Sushil K Kabra, Rakesh Lodha, Ravindra M Pandey
Cochrane Database of Systematic Reviews 2010, (3): CD004874

BACKGROUND: Pneumonia caused by bacterial pathogens is the leading cause of mortality in children in low-income countries. Early administration of antibiotics improves outcomes.

OBJECTIVES: To identify effective antibiotics for community acquired pneumonia (CAP) in children by comparing various antibiotics.

SEARCH STRATEGY: We searched the Cochrane Central Register of Controlled Trials (CENTRAL) (The Cochrane Library 2009, issue 2) which contains the Cochrane Acute Respiratory Infections Group's Specialised Register; MEDLINE (1966 to September 2009); and EMBASE (1990 to September 2009).

SELECTION CRITERIA: Randomised controlled trials (RCTs) in children of either sex, comparing at least two antibiotics for CAP within hospital or ambulatory (outpatient) settings.

DATA COLLECTION AND ANALYSIS: Two review authors independently extracted data from full articles of selected studies.

MAIN RESULTS: There were 27 studies, which enroled 11,928 children, comparing multiple antibiotics. None compared antibiotic with placebo.For ambulatory treatment of non-severe CAP, amoxycillin compared with co-trimoxazole had similar failure rates (OR 0.92; 95% CI 0.58 to 1.47) and cure rates (OR 1.12; 95% CI 0.61 to 2.03). (Three studies involved 3952 children).In children hospitalised with severe CAP, oral amoxycillin compared with injectable penicillin or ampicillin had similar failure rates (OR 0.95; 95% CI 0.78 to 1.15). (Three studies involved 3942 children). Relapse rates were similar in the two groups (OR 1.28; 95% CI 0.34 to 4.82).In very severe CAP, death rates were higher in children receiving chloramphenicol compared to those receiving penicillin/ampicillin plus gentamycin (OR 1.25; 95% CI 0.76 to 2.07). (One study involved 1116 children).

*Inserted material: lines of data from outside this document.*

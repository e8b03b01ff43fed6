//! Scheduling policies.
//!
//! Four short-term scheduling policies drive processes through the
//! shared dispatch primitive until every process in the workload has
//! completed: first-come-first-served, round robin, shortest remaining
//! time, and a constant-quantum multilevel feedback queue.
//!
//! Each policy run owns its clock and queues outright and works on a
//! deep copy of the input records, so policies never share mutable
//! state and concurrent runs over the same input behave exactly like
//! sequential ones.
//!
//! # Usage
//!
//! ```
//! use u_cpusched::models::ProcessRecord;
//! use u_cpusched::policy::{RoundRobin, SchedulingPolicy};
//!
//! let workload = vec![
//!     ProcessRecord::new("p1", 0, 5),
//!     ProcessRecord::new("p2", 1, 3),
//! ];
//! let outcome = RoundRobin::default().run(&workload).unwrap();
//! assert_eq!(outcome.completed_count(), 2);
//! ```
//!
//! # References
//!
//! - Stallings (2018), "Operating Systems: Internals and Design Principles", Ch. 9
//! - Tanenbaum & Bos (2015), "Modern Operating Systems", Ch. 2.4

mod fcfs;
mod feedback;
mod kpi;
mod round_robin;
mod srt;

pub use fcfs::Fcfs;
pub use feedback::{MultilevelFeedback, FEEDBACK_LEVELS};
pub use kpi::PolicyKpi;
pub use round_robin::RoundRobin;
pub use srt::ShortestRemainingTime;

use std::collections::VecDeque;
use std::fmt;

use crate::models::{Process, ProcessRecord, RunOutcome, Ticks};
use crate::validation::{validate_workload, ValidationError};

/// A scheduling policy that simulates a workload to completion.
///
/// `run` validates the workload, deep-copies it into policy-owned
/// state, and drives every process through the dispatch primitive. The
/// policies expect the input pre-sorted ascending by arrival time
/// (stable on ties); see the workload module for the per-policy sort
/// helpers.
pub trait SchedulingPolicy: Send + Sync + fmt::Debug {
    /// Policy name (e.g. "FCFS", "RR").
    fn name(&self) -> &'static str;

    /// Simulates the workload and returns the completed metrics and
    /// dispatch trace.
    fn run(&self, workload: &[ProcessRecord]) -> Result<RunOutcome, SimulationError>;

    /// Policy description.
    fn description(&self) -> &'static str {
        self.name()
    }
}

/// Failure modes of a policy run.
#[derive(Debug, Clone, PartialEq)]
pub enum SimulationError {
    /// The workload failed validation; no simulation was started.
    InvalidProcess(Vec<ValidationError>),
    /// A policy loop reached a state its invariants forbid. Indicates a
    /// logic defect, not a recoverable input error; never retry.
    InternalInvariant {
        /// Policy that detected the violation.
        policy: &'static str,
        /// What went wrong.
        message: String,
    },
}

impl SimulationError {
    pub(crate) fn internal(policy: &'static str, message: impl Into<String>) -> Self {
        Self::InternalInvariant {
            policy,
            message: message.into(),
        }
    }
}

impl fmt::Display for SimulationError {
    fn fmt(&self, f: &mut fmt::Formatter<'_>) -> fmt::Result {
        match self {
            Self::InvalidProcess(errors) => {
                write!(f, "invalid workload ({} violations):", errors.len())?;
                for error in errors {
                    write!(f, " {};", error)?;
                }
                Ok(())
            }
            Self::InternalInvariant { policy, message } => {
                write!(f, "internal invariant violated in {policy}: {message}")
            }
        }
    }
}

impl std::error::Error for SimulationError {}

/// Fails fast with every violation if the workload is invalid.
fn ensure_valid(workload: &[ProcessRecord]) -> Result<(), SimulationError> {
    validate_workload(workload).map_err(SimulationError::InvalidProcess)
}

/// Deep-copies input records into live per-run entities, input order
/// preserved.
fn spawn_processes(workload: &[ProcessRecord]) -> VecDeque<Process> {
    workload.iter().cloned().map(Process::new).collect()
}

/// Moves every pending process that has arrived by `clock` to the tail
/// of `ready`, preserving arrival order.
///
/// Pending is arrival-ordered, so the scan stops at the first process
/// still in the future.
fn admit_arrivals(pending: &mut VecDeque<Process>, ready: &mut VecDeque<Process>, clock: Ticks) {
    while pending
        .front()
        .is_some_and(|process| process.arrival_time() <= clock)
    {
        if let Some(process) = pending.pop_front() {
            ready.push_back(process);
        }
    }
}

#[cfg(test)]
mod tests {
    use super::*;
    use crate::models::RunOutcome;
    use crate::workload;

    fn policies() -> Vec<Box<dyn SchedulingPolicy>> {
        vec![
            Box::new(Fcfs),
            Box::new(RoundRobin::default()),
            Box::new(ShortestRemainingTime),
            Box::new(MultilevelFeedback::default()),
        ]
    }

    fn sorted_for(policy: &dyn SchedulingPolicy, records: &[ProcessRecord]) -> Vec<ProcessRecord> {
        let mut input = records.to_vec();
        match policy.name() {
            "SRT" => workload::sort_for_shortest_remaining(&mut input),
            "FB (constant)" => workload::sort_for_feedback(&mut input),
            _ => workload::sort_by_arrival(&mut input),
        }
        input
    }

    fn assert_outcome_invariants(outcome: &RunOutcome, records: &[ProcessRecord]) {
        assert_eq!(outcome.completed_count(), records.len());

        // Completion metrics are consistent for every process.
        for record in records {
            let done = outcome
                .metrics_for(&record.id)
                .unwrap_or_else(|| panic!("{} missing {}", outcome.policy, record.id));
            assert_eq!(
                done.wait_time + done.exec_time,
                done.turnaround_time,
                "{}: {} wait {} + exec {} != turnaround {}",
                outcome.policy,
                record.id,
                done.wait_time,
                done.exec_time,
                done.turnaround_time
            );
            assert_eq!(done.exec_time, record.exec_time);
            assert_eq!(done.finish_time, record.arrival_time + done.turnaround_time);
        }

        // No process id appears twice in the completed set.
        let mut ids: Vec<&str> = outcome.completed.iter().map(|p| p.id.as_str()).collect();
        ids.sort_unstable();
        ids.dedup();
        assert_eq!(ids.len(), records.len(), "{}: duplicated completion", outcome.policy);

        // Trace times never go backwards and never precede the earliest
        // arrival.
        let times: Vec<Ticks> = outcome.trace.events.iter().map(|e| e.time).collect();
        assert!(times.windows(2).all(|w| w[0] <= w[1]), "{}: trace not monotonic", outcome.policy);
        if let Some(earliest) = records.iter().map(|r| r.arrival_time).min() {
            if let Some(first) = times.first() {
                assert!(*first >= earliest, "{}: dispatch before first arrival", outcome.policy);
            }
        }
    }

    #[test]
    fn test_all_policies_satisfy_invariants_on_random_workloads() {
        for seed in [7, 42, 1234] {
            let records = workload::synthetic_workload(seed, 40, 0.3, 12);
            assert!(!records.is_empty());
            for policy in policies() {
                let input = sorted_for(policy.as_ref(), &records);
                let outcome = policy.run(&input).unwrap();
                assert_outcome_invariants(&outcome, &input);
            }
        }
    }

    #[test]
    fn test_all_policies_start_at_first_arrival() {
        let records = vec![
            ProcessRecord::new("p1", 9, 4),
            ProcessRecord::new("p2", 12, 2),
        ];
        for policy in policies() {
            let input = sorted_for(policy.as_ref(), &records);
            let outcome = policy.run(&input).unwrap();
            assert_eq!(outcome.trace.events[0].time, 9, "{}", policy.name());
        }
    }

    #[test]
    fn test_all_policies_reject_invalid_workloads() {
        let records = vec![
            ProcessRecord::new("p1", 0, 5),
            ProcessRecord::new("p1", 1, 0),
        ];
        for policy in policies() {
            match policy.run(&records) {
                Err(SimulationError::InvalidProcess(errors)) => assert!(errors.len() >= 2),
                other => panic!("{} accepted invalid workload: {other:?}", policy.name()),
            }
        }
    }

    #[test]
    fn test_rerun_is_byte_identical() {
        let records = workload::synthetic_workload(99, 30, 0.4, 9);
        for policy in policies() {
            let input = sorted_for(policy.as_ref(), &records);
            let first = policy.run(&input.clone()).unwrap();
            let second = policy.run(&input).unwrap();
            assert_eq!(
                serde_json::to_string(&first).unwrap(),
                serde_json::to_string(&second).unwrap(),
                "{}",
                policy.name()
            );
        }
    }

    #[test]
    fn test_empty_workload_completes_immediately() {
        for policy in policies() {
            let outcome = policy.run(&[]).unwrap();
            assert_eq!(outcome.completed_count(), 0);
            assert!(outcome.trace.is_empty());
        }
    }

    #[test]
    fn test_error_display() {
        let invalid = SimulationError::InvalidProcess(vec![]);
        assert!(invalid.to_string().contains("invalid workload"));

        let internal = SimulationError::internal("RR", "queue underflow");
        let rendered = internal.to_string();
        assert!(rendered.contains("RR"));
        assert!(rendered.contains("queue underflow"));
    }

    #[test]
    fn test_simulation_error_is_std_error() {
        let err: Box<dyn std::error::Error> = Box::new(SimulationError::internal("FCFS", "x"));
        assert!(!err.to_string().is_empty());
    }

    #[test]
    fn test_admit_arrivals_respects_clock() {
        let mut pending = spawn_processes(&[
            ProcessRecord::new("p1", 0, 2),
            ProcessRecord::new("p2", 3, 2),
            ProcessRecord::new("p3", 8, 2),
        ]);
        let mut ready = VecDeque::new();

        admit_arrivals(&mut pending, &mut ready, 3);
        assert_eq!(ready.len(), 2);
        assert_eq!(pending.len(), 1);
        assert_eq!(ready[0].id(), "p1");
        assert_eq!(ready[1].id(), "p2");

        admit_arrivals(&mut pending, &mut ready, 10);
        assert_eq!(ready.len(), 3);
        assert!(pending.is_empty());
    }
}
use thiserror::Error;

use crate::expression::ExpressionError;
use crate::utils::UtilsError;

#[derive(Error, Debug)]
pub enum SolverError {
    #[error("Expression error: {0}")]
    ExpressionError(#[from] ExpressionError),
    #[error("Utils error: {0}")]
    UtilsError(#[from] UtilsError),
}
use std::iter::Peekable;
use std::str::CharIndices;

use log::debug;

use crate::expression::ast::Operator;
use crate::expression::errors::ExpressionError;

/// Evaluate an infix integer expression with `+ - * /` and parentheses under
/// standard precedence and left associativity. Division must be exact.
///
/// # Errors
///
/// Returns an error on malformed input, division by zero, inexact division or
/// overflow.
pub fn evaluate_infix(input: &str) -> Result<i64, ExpressionError> {
    let mut parser = InfixParser {
        chars: input.char_indices().peekable(),
    };
    let value = parser.expression()?;
    match parser.next_significant() {
        None => Ok(value),
        Some((position, found)) => {
            debug!("Trailing input in '{}' at {}", input, position);
            Err(ExpressionError::UnexpectedToken { found, position })
        }
    }
}

struct InfixParser<'a> {
    chars: Peekable<CharIndices<'a>>,
}

impl InfixParser<'_> {
    fn skip_whitespace(&mut self) {
        while self.chars.next_if(|(_, c)| c.is_whitespace()).is_some() {}
    }

    fn peek_significant(&mut self) -> Option<(usize, char)> {
        self.skip_whitespace();
        self.chars.peek().copied()
    }

    fn next_significant(&mut self) -> Option<(usize, char)> {
        self.skip_whitespace();
        self.chars.next()
    }

    fn peek_operator(&mut self) -> Option<Operator> {
        self.peek_significant()
            .and_then(|(_, c)| Operator::from_symbol(c))
    }

    fn expression(&mut self) -> Result<i64, ExpressionError> {
        let mut value = self.term()?;
        while let Some(op) = self.peek_operator().filter(|op| op.is_additive()) {
            self.chars.next();
            let right = self.term()?;
            value = combine(op, value, right)?;
        }
        Ok(value)
    }

    fn term(&mut self) -> Result<i64, ExpressionError> {
        let mut value = self.factor()?;
        while let Some(op) = self.peek_operator().filter(|op| op.is_multiplicative()) {
            self.chars.next();
            let right = self.factor()?;
            value = combine(op, value, right)?;
        }
        Ok(value)
    }

    fn factor(&mut self) -> Result<i64, ExpressionError> {
        match self.next_significant() {
            None => Err(ExpressionError::UnexpectedEnd),
            Some((_, '(')) => {
                let value = self.expression()?;
                match self.next_significant() {
                    Some((_, ')')) => Ok(value),
                    Some((position, found)) => {
                        Err(ExpressionError::UnexpectedToken { found, position })
                    }
                    None => Err(ExpressionError::UnexpectedEnd),
                }
            }
            Some((_, digit)) if digit.is_ascii_digit() => {
                let mut value = i64::from(digit as u8 - b'0');
                while let Some((_, next)) = self.chars.next_if(|(_, c)| c.is_ascii_digit()) {
                    value = value
                        .checked_mul(10)
                        .and_then(|v| v.checked_add(i64::from(next as u8 - b'0')))
                        .ok_or(ExpressionError::Overflow)?;
                }
                Ok(value)
            }
            Some((position, found)) => Err(ExpressionError::UnexpectedToken { found, position }),
        }
    }
}

fn combine(op: Operator, left: i64, right: i64) -> Result<i64, ExpressionError> {
    match op {
        Operator::Add => left.checked_add(right).ok_or(ExpressionError::Overflow),
        Operator::Sub => left.checked_sub(right).ok_or(ExpressionError::Overflow),
        Operator::Mul => left.checked_mul(right).ok_or(ExpressionError::Overflow),
        Operator::Div => {
            if right == 0 {
                Err(ExpressionError::DivisionByZero)
            } else if left % right != 0 {
                Err(ExpressionError::InexactDivision {
                    dividend: left,
                    divisor: right,
                })
            } else {
                Ok(left / right)
            }
        }
    }
}
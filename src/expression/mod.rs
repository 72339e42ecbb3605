//! Expression tokens, postfix trace formatting and evaluation

mod ast;
mod display;
mod errors;
mod eval;
mod parse;

pub use ast::{LEAF_PRECEDENCE, Operator, Token};
pub use display::format_trace;
pub use errors::ExpressionError;
pub use eval::{apply, evaluate_trace};
pub use parse::evaluate_infix;

#[cfg(test)]
mod tests;
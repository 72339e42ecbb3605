use log::debug;

use crate::expression::ast::{Operator, Token};
use crate::expression::errors::ExpressionError;

/// Apply `op` under the countdown rules: every result must be a positive integer.
///
/// # Errors
///
/// Returns an error for division by zero, a division that leaves a remainder,
/// a non-positive result or a result that does not fit in `u64`.
pub fn apply(op: Operator, left: u64, right: u64) -> Result<u64, ExpressionError> {
    let result = match op {
        Operator::Add => left.checked_add(right).ok_or(ExpressionError::Overflow)?,
        Operator::Mul => left.checked_mul(right).ok_or(ExpressionError::Overflow)?,
        Operator::Sub => {
            if left <= right {
                return Err(ExpressionError::NonPositiveResult);
            }
            left - right
        }
        Operator::Div => {
            if right == 0 {
                return Err(ExpressionError::DivisionByZero);
            }
            if left % right != 0 {
                return Err(ExpressionError::InexactDivision {
                    dividend: i64::try_from(left).map_err(|_| ExpressionError::Overflow)?,
                    divisor: i64::try_from(right).map_err(|_| ExpressionError::Overflow)?,
                });
            }
            left / right
        }
    };

    if result == 0 {
        Err(ExpressionError::NonPositiveResult)
    } else {
        Ok(result)
    }
}

/// Evaluate a postfix trace, checking every intermediate value.
///
/// # Errors
///
/// Returns an error if the trace is malformed or any step breaks the
/// positive-integer rules of [`apply`].
pub fn evaluate_trace(trace: &[Token]) -> Result<u64, ExpressionError> {
    let mut values: Vec<u64> = Vec::with_capacity(trace.len());

    for token in trace {
        match *token {
            Token::Number(value) => values.push(value),
            Token::Op(op) => {
                let right = values
                    .pop()
                    .ok_or(ExpressionError::MissingOperand(op.symbol()))?;
                let left = values
                    .pop()
                    .ok_or(ExpressionError::MissingOperand(op.symbol()))?;
                values.push(apply(op, left, right)?);
            }
        }
    }

    let result = match values.as_slice() {
        [] => Err(ExpressionError::EmptyTrace),
        [value] => Ok(*value),
        rest => Err(ExpressionError::UnreducedOperands(rest.len())),
    };

    if let Err(e) = &result {
        debug!("Trace evaluation failed: {}", e);
    }

    result
}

AUTHORS' CONCLUSIONS: There were many studies with different methodologies investigating multiple antibiotics. For treatment of ambulatory patients with CAP, amoxycillin is an alternative to co-trimoxazole. With limited data on other antibiotics, co-amoxyclavulanic acid and cefpodoxime may be alternative second-line drugs. For severe pneumonia without hypoxia, oral amoxycillin may be an alternative to injectable penicillin in hospitalised children; however, for ambulatory treatment of such patients with oral antibiotics, more studies in community settings are required. For children hospitalised with severe and very severe CAP, penicillin/ampicillin plus gentamycin is superior to chloramphenicol. The other alternative drugs for such patients are ceftrioxone, levofloxacin, co-amoxyclavulanic acid and cefuroxime. Until more studies are available, these can be used as a second-line therapy.There is a need for more studies with larger patient populations and similar methodologies to compare newer antibiotics.